Sanctifying Emotion

In academic circles broadly, and theological circles specifically, emotion has a bad reputation. There are efforts to shut down feelings so that pure, logical thought can prevail. Today I am saying, “Enough!”

People who study theology of the Christian faith base their foundational beliefs in the writings of faith bound together in the Bible. Scripture is full of feeling, both human and divine, and in no corner of the Holy text are we instructed to stop having emotion in order to be in right relationship with God.

From the first chapter of the first book in our scriptures we find God expressing great emotion as creation leaps to order at the Word of God. At every stage, God pronounces creation “good.” When God finishes on the sixth day, creation is pronounced “Very good!” This is not a mathematical statement. It is not a cold, reasoned proposition. It is the enthusiastic, joy-filled, emotional proclamation of our God who delights in what has been made!

Throughout the first testament, the Jewish scriptures declare God’s delight, anger, sadness, frustration, eagerness, disgust, and hope. These are statements of deeply felt, and unapologetically expressed emotion.

If we zero-in on the life of Jesus, we see the very same emotions experienced by God-made-flesh. Jesus is puzzled, joyous, compassionate, angry, frustrated, sorrowful, and apprehensive. He weeps. He smiles. I can almost hear him laugh as he calls out to his disciples in the boat in John 21, “Hey guys, did you catch anything yet?”

All of this emotion from a God who created us, made us in the Divine image, and longs for connection with us enough to dwell among us. And what is irksome to me today is the denial of these same emotions expressed by humans as we explore and puzzle out who this God is, and how to join Heaven’s work on earth.

Logic is useful. It is necessary. It is a wonderful tool and gift from God to be able to think with a measure of objectivity. Cold logic, used while denying our humanity and the humanity of others, is deadly. (This is why so many are afraid of artificial intelligence.)

I can hear the arguments building, “But so is unbridled emotion. It kills, too!” Emotion can be threatening. It feels wild and uncontrollable sometimes. We can learn to engage both our emotions and our logic, to be curious about what we are feeling and make decisions that honor those feelings while recognizing the value of others. A person who is fully-engaged with their emotions, enough to feel both anger and compassion for the person in front of them, is someone I would trust with my life.

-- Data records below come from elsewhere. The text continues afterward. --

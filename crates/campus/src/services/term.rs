//! Academic terms. Terms have no owner and share one list scope.

use std::sync::Arc;

use uuid::Uuid;

use campus_core::school::{
    validate_term, CreateTermRequest, ServiceError, ServiceResult, Term, UpdateTermRequest,
};
use campus_core::storage::{ListQuery, Page, TermRepository};

#[derive(Clone)]
pub struct TermService {
    terms: Arc<dyn TermRepository>,
}

impl TermService {
    pub fn new(terms: Arc<dyn TermRepository>) -> Self {
        Self { terms }
    }

    pub async fn create(&self, request: CreateTermRequest) -> ServiceResult<Term> {
        let term = request.into_term();
        validate_term(&term)?;

        self.terms.create_term(&term).await?;
        tracing::info!(term_id = %term.id, name = %term.name, "Term created");
        Ok(term)
    }

    pub async fn get(&self, id: Uuid) -> ServiceResult<Term> {
        self.terms
            .get_term(id)
            .await?
            .ok_or_else(|| ServiceError::not_found("Term", id))
    }

    pub async fn list(&self, query: &ListQuery) -> ServiceResult<Page<Term>> {
        query.validate()?;
        Ok(self.terms.list_terms(query).await?)
    }

    pub async fn update(&self, id: Uuid, request: UpdateTermRequest) -> ServiceResult<Term> {
        let mut term = self.get(id).await?;
        request.apply_to(&mut term);
        validate_term(&term)?;

        self.terms.update_term(&term).await?;
        Ok(term)
    }

    pub async fn delete(&self, id: Uuid) -> ServiceResult<Term> {
        let term = self.get(id).await?;
        self.terms.delete_term(&term).await?;
        Ok(term)
    }
}

#[cfg(test)]
mod tests {
    use super::*;
    use crate::services::testing::Fixture;
    use chrono::NaiveDate;

    fn term(name: &str, start: (u32, u32), end: (u32, u32)) -> CreateTermRequest {
        CreateTermRequest {
            name: name.to_string(),
            start_date: NaiveDate::from_ymd_opt(2024, start.0, start.1).unwrap(),
            end_date: NaiveDate::from_ymd_opt(2024, end.0, end.1).unwrap(),
        }
    }

    #[tokio::test]
    async fn test_end_before_start_is_rejected() {
        let fx = Fixture::new();
        let result = fx.services.terms.create(term("Backwards", (6, 1), (1, 1))).await;
        assert!(matches!(result, Err(ServiceError::Validation(e)) if e.has_field("endDate")));
    }

    #[tokio::test]
    async fn test_duplicate_name_conflicts() {
        let fx = Fixture::new();
        let service = &fx.services.terms;
        service.create(term("Fall", (9, 1), (12, 20))).await.unwrap();

        let result = service.create(term("Fall", (9, 2), (12, 21))).await;
        assert!(matches!(result, Err(ServiceError::Conflict(_))));
    }

    #[tokio::test]
    async fn test_pagination_over_terms() {
        let fx = Fixture::new();
        let service = &fx.services.terms;
        for month in 1..=12 {
            service
                .create(term(&format!("Block {month}"), (month, 1), (month, 20)))
                .await
                .unwrap();
        }

        let page = service.list(&ListQuery::page(2, 5)).await.unwrap();
        assert_eq!(page.total, 12);
        assert_eq!(page.items.len(), 5);
        assert_eq!(page.items[0].name, "Block 6");

        let too_big = service.list(&ListQuery::page(1, 500)).await;
        assert!(matches!(too_big, Err(ServiceError::Validation(_))));
    }
}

I’m not arguing for an end to logic. What I long to see is the full-inclusion of our humanity as we approach divinity. Humanity, after all, is part of God’s creation. It is how God made us. It is how we reflect God’s image into the world. To cut off part of ourselves in order to better honor God is like a child disfiguring their family resemblance in order to better honor their parents.

God is not afraid of emotion. Bible writers were not afraid to talk about God’s emotions and their own. We are even commanded to express emotion even as we are directed to find our peace in God. Let’s recognize our emotions as a gift and an inheritance. Let’s learn to notice and be curious about what we are experiencing as we walk through life, and as we study the scriptures and theology. Let’s integrate ourselves and be fully human as we approach God who made us to both think and feel.

I know that you fear God.
Genesis 22:12

I have said these things to you so that my joy may be in you,
and that your joy may be complete.
John 15:11

I have great sorrow and unceasing anguish in my heart.
Romans 9:2

Be angry but do not sin; do not let the sun go down on your anger. Ephesians 4:26

Rejoice in the Lord always; again I will say, Rejoice.
Let your gentleness be known to everyone. The Lord is near.
Do not worry about anything, but in everything by prayer and supplication with thanksgiving let your requests be made known to God.
And the peace of God, which surpasses all understanding,
will guard your hearts and your minds in Christ Jesus.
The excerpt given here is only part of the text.